## BRIEF
Filter the listing below, keeping every line that holds "masked".

## DATA
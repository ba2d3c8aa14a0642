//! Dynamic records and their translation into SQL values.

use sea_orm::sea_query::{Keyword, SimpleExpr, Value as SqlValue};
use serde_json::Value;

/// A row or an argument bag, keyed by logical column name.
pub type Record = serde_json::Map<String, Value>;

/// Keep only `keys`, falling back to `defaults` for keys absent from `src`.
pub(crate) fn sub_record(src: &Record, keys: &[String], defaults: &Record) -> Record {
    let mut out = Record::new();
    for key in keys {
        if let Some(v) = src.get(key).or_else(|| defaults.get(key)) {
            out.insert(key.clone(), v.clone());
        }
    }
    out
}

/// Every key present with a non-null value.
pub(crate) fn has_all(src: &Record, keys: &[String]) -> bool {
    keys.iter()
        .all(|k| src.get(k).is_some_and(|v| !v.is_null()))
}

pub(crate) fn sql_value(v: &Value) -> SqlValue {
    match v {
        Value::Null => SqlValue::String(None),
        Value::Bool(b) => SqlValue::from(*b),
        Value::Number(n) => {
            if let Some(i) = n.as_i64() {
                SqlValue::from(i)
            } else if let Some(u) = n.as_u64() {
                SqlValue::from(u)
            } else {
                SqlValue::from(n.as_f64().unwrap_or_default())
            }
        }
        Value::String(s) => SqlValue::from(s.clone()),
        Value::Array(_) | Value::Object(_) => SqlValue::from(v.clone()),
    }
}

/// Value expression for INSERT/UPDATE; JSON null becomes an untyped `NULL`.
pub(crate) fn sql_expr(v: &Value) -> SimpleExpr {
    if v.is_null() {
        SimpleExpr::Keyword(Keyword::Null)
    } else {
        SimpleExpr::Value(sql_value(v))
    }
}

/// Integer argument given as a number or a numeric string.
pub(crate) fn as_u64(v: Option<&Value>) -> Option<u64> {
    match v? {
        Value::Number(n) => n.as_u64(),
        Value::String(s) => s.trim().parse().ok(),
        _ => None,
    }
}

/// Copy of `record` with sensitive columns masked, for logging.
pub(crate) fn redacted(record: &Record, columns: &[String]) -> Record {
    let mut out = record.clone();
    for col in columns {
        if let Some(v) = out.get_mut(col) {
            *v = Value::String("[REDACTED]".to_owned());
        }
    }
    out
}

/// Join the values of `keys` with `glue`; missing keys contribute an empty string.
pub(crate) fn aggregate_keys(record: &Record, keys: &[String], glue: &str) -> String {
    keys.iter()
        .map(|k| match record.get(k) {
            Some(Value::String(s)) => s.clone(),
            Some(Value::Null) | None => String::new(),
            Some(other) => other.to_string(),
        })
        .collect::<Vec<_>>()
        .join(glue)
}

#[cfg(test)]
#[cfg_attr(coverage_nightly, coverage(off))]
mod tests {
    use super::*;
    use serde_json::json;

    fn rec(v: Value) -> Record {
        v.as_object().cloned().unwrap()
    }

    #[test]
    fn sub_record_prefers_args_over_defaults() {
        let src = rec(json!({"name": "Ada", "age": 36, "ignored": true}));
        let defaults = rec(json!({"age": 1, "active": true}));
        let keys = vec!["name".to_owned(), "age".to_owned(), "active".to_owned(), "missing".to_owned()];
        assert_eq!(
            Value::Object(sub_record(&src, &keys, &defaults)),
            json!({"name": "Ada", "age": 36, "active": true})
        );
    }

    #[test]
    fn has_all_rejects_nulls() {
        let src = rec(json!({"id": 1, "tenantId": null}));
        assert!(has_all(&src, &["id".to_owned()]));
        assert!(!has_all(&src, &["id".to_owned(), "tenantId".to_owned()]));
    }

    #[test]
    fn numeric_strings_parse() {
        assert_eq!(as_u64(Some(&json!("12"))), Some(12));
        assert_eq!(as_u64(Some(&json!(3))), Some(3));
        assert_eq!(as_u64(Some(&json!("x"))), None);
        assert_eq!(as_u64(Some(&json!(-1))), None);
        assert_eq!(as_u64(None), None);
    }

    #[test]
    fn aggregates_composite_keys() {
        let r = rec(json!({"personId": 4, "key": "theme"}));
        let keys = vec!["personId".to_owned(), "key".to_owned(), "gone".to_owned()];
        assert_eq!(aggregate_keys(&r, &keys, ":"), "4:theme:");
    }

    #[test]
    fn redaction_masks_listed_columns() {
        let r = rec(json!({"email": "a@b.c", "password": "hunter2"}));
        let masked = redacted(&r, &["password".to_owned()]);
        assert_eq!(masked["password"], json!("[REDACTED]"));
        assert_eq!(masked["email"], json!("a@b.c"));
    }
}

## OUTPUT FOR THIS TASK
/// Copy of `record` with sensitive columns masked, for logging.
        let masked = redacted(&r, &["password".to_owned()]);
        assert_eq!(masked["password"], json!("[REDACTED]"));
        assert_eq!(masked["email"], json!("a@b.c"));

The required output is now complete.